US auto industry starting to show signs of stress: Global Automakers CEO

Auto executives are warning of increasing signs of stress in the auto industry after President Trump ramped up his criticism of General Motors and the United Automobile Workers over the weekend.

“Sales are down from last year, prices are actually up...and investment in the sector is down from last year,” Global Automakers Association CEO John Bozzellatold told FOX Business’ Neil Cavuto on Monday.

Bozzella said uncertainty over the U.S.-China trade deal could exacerbate or compound that stress further.

GM announced last November that its plant in Lordstown, Ohio, would be among multiple facilities set to close as part of restructuring maneuvers. The company is eliminating nearly 1,700 hourly positions at the facility. Trump took to Twitter to say he wants the Ohio plant "opened or sold to a company who will open it up fast!"

"We now have the best Economy in the World, the envy of all.
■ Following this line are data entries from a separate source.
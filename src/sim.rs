//! Parallel simulation kernel (C11), grounded on `ivySeq.c`'s
//! `Ivy_ManSeqRandomSim` and on `ivyFraig.c`'s distance-1 pattern generator.
//! Each live node carries a 32-bit-word signature (`Node::sim`) whose total
//! width starts at `SimConfig::sim_words` random words, is extended with one
//! distance-1 word per PI, and grows by one more word every time FRAIG feeds
//! a SAT counter-example back in (spec §4.11, §4.13 "feed it into
//! simulation"). Growing rather than overwriting keeps refinement
//! monotonic: once two nodes' signatures differ they never differ "less",
//! which is what lets equivalence-class refinement in `equiv.rs` only ever
//! split classes, never merge them back together.

use rand::rngs::StdRng;
use rand::{Rng, SeedableRng};

use crate::arena::NodeId;
use crate::config::SimConfig;
use crate::edge::Edge;
use crate::manager::Manager;
use crate::node::NodeType;

/// The current simulation state: just the accumulated word count: the
/// signatures themselves live on `Node::sim`, one vector per node, so that
/// `equiv.rs` can read them directly without a parallel lookup structure.
#[derive(Clone, Copy, Debug, Default)]
pub struct Simulation {
    pub words: usize,
}

impl Simulation {
    /// The node's current signature, with its own complement applied.
    pub fn signature(mgr: &Manager, edge: Edge) -> Vec<u32> {
        let base = &mgr.nodes[edge.node()].sim;
        if edge.is_complement() {
            base.iter().map(|w| !w).collect()
        } else {
            base.clone()
        }
    }
}

fn rng_from(seed: Option<u64>) -> StdRng {
    match seed {
        Some(s) => StdRng::seed_from_u64(s),
        None => StdRng::from_entropy(),
    }
}

/// Seeds every PI/latch with `cfg.sim_words` random words (constants get an
/// all-ones word), then propagates to a fixed point in increasing-id
/// (topological, per §5 "node ids grow monotonically") order.
///
/// Latches are modelled as free variables here, the same choice §4.8 makes
/// for truth-table leaves: this crate does not carry a clocked/sequential
/// simulation model (spec's Non-goals exclude timing), so a latch's
/// "present state" is just another unconstrained random signal.
pub fn simulate_random(mgr: &mut Manager, cfg: SimConfig) -> Simulation {
    let words = cfg.sim_words.max(1) as usize;
    let mut rng = rng_from(cfg.seed);
    seed_random(mgr, &mut rng, words);
    propagate(mgr, words);
    Simulation { words }
}

fn seed_random(mgr: &mut Manager, rng: &mut StdRng, words: usize) {
    mgr.nodes[NodeId::CONST1].sim = vec![u32::MAX; words];
    for &pi in &mgr.pis.clone() {
        mgr.nodes[pi].sim = (0..words).map(|_| rng.gen::<u32>()).collect();
    }
    for &latch in &mgr.latches.clone() {
        mgr.nodes[latch].sim = (0..words).map(|_| rng.gen::<u32>()).collect();
    }
}

/// Appends one distance-1 word per PI (capped at `cfg.sim_words` words, spec
/// §4.11: "flips exactly one PI bit in each of the first `nPIs` words
/// relative to a seed pattern"): word `k` is the shared seed pattern with
/// only PI `k`'s own copy of that word flipped at bit `k mod 32`, so that
/// word forms a 1-Hamming-ball neighbour of the seed restricted to PI `k`.
pub fn extend_distance1(mgr: &mut Manager, sim: &mut Simulation, cfg: SimConfig) {
    let mut rng = rng_from(cfg.seed);
    let seed_word = rng.gen::<u32>();
    let pis = mgr.pis.clone();
    let extra = pis.len().min(cfg.sim_words.max(1) as usize);
    if extra == 0 {
        return;
    }
    mgr.nodes[NodeId::CONST1]
        .sim
        .extend(std::iter::repeat(u32::MAX).take(extra));
    for (i, &pi) in pis.iter().enumerate() {
        for k in 0..extra {
            let word = if i == k {
                seed_word ^ (1u32 << (k % 32))
            } else {
                seed_word
            };
            mgr.nodes[pi].sim.push(word);
        }
    }
    for &latch in &mgr.latches.clone() {
        for _ in 0..extra {
            mgr.nodes[latch].sim.push(rng.gen::<u32>());
        }
    }
    sim.words += extra;
    propagate(mgr, sim.words);
}

/// Appends `words` more freshly-random words (spec §4.12: a refinement round
/// beyond the initial random + distance-1 seeding, used by
/// `equiv::refine_to_saturation` to keep splitting classes until the ratio
/// of newly-split classes drops below `simSaturation`).
pub fn extend_random(mgr: &mut Manager, sim: &mut Simulation, cfg: SimConfig, words: usize) {
    if words == 0 {
        return;
    }
    let mut rng = rng_from(cfg.seed.map(|s| s.wrapping_add(sim.words as u64)));
    mgr.nodes[NodeId::CONST1]
        .sim
        .extend(std::iter::repeat(u32::MAX).take(words));
    for &pi in &mgr.pis.clone() {
        for _ in 0..words {
            mgr.nodes[pi].sim.push(rng.gen::<u32>());
        }
    }
    for &latch in &mgr.latches.clone() {
        for _ in 0..words {
            mgr.nodes[latch].sim.push(rng.gen::<u32>());
        }
    }
    sim.words += words;
    propagate(mgr, sim.words);
}

/// Appends a single don't-care-free word encoding one concrete PI assignment
/// (a SAT counter-example, spec §4.13) and re-propagates.
pub fn add_counterexample(mgr: &mut Manager, sim: &mut Simulation, pi_values: &[bool]) {
    mgr.nodes[NodeId::CONST1].sim.push(u32::MAX);
    for (&pi, &v) in mgr.pis.clone().iter().zip(pi_values) {
        mgr.nodes[pi].sim.push(if v { u32::MAX } else { 0 });
    }
    for &latch in &mgr.latches.clone() {
        mgr.nodes[latch].sim.push(0);
    }
    sim.words += 1;
    propagate(mgr, sim.words);
}

/// Recomputes every non-CI node's signature from its fanins, in increasing
/// node-id order. Cheap enough at the scale this engine targets that a full
/// recompute after every extension is simpler (and just as correct) as
/// patching only the newly appended words.
fn propagate(mgr: &mut Manager, words: usize) {
    for raw in 0..mgr.num_nodes() as u32 {
        let id = NodeId::from_u32(raw);
        let ty = mgr.node_type(id);
        let sig = match ty {
            NodeType::Const1 | NodeType::Pi | NodeType::Latch | NodeType::None => continue,
            NodeType::Buf | NodeType::Po | NodeType::Assert => {
                let f0 = mgr.fanin0(id).unwrap();
                Simulation::signature(mgr, f0)
            }
            NodeType::And => {
                let f0 = mgr.fanin0(id).unwrap();
                let f1 = mgr.fanin1(id).unwrap();
                let a = Simulation::signature(mgr, f0);
                let b = Simulation::signature(mgr, f1);
                a.iter().zip(&b).map(|(x, y)| x & y).collect()
            }
            NodeType::Exor => {
                let f0 = mgr.fanin0(id).unwrap();
                let f1 = mgr.fanin1(id).unwrap();
                let a = Simulation::signature(mgr, f0);
                let b = Simulation::signature(mgr, f1);
                a.iter().zip(&b).map(|(x, y)| x ^ y).collect()
            }
        };
        debug_assert_eq!(sig.len(), words);
        mgr.nodes[id].sim = sig;
    }
}

#[cfg(test)]
mod tests {
    use super::*;
    use crate::config::SimConfig;

    #[test]
    fn structural_truth_matches_simulation_over_all_patterns() {
        // a & !b over all 4 input patterns, checked by brute-force
        // simulation rather than the 32-lane random kernel: seed each PI's
        // signature to exactly one bit pattern per combination.
        let mut mgr = Manager::new();
        let a = mgr.create_pi();
        let b = mgr.create_pi();
        let f = mgr.and(a, b.invert());

        mgr.nodes[NodeId::CONST1].sim = vec![u32::MAX];
        mgr.nodes[a.node()].sim = vec![0b1010];
        mgr.nodes[b.node()].sim = vec![0b1100];
        propagate(&mut mgr, 1);

        let sig = Simulation::signature(&mgr, f);
        let expected = 0b1010 & !0b1100 & 0b1111;
        assert_eq!(sig[0] & 0b1111, expected);
    }

    #[test]
    fn random_simulation_fills_every_node() {
        let mut mgr = Manager::new();
        let a = mgr.create_pi();
        let b = mgr.create_pi();
        let f = mgr.and(a, b);
        mgr.create_po(f);
        let sim = simulate_random(&mut mgr, SimConfig::default());
        assert_eq!(mgr.nodes[f.node()].sim.len(), sim.words);
    }
}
Get that big, beautiful plant in Ohio open now. Close a plant in China or Mexico, where you invested so heavily pre-Trump, but not in the U.S.A. Bring jobs home!," Trump tweeted.

Bozzella said the key to the Trump's administration success has been prioritizing the auto industry.

“There are 10 million Americans who rely on the U.S. auto industry, and there certainly has been some progress.”


White House counselor Kellyanne Conway told Fox News Monday the urgency the president feels is that he wants the auto companies to continue to remain in the U.S. "because he knows that is a bedrock part of the economy and continues to be."

The Lordstown, Ohio plant is the first of five GM plants to end production this year, first time in over 100 years that the automaker won't be assembling cars in Ohio.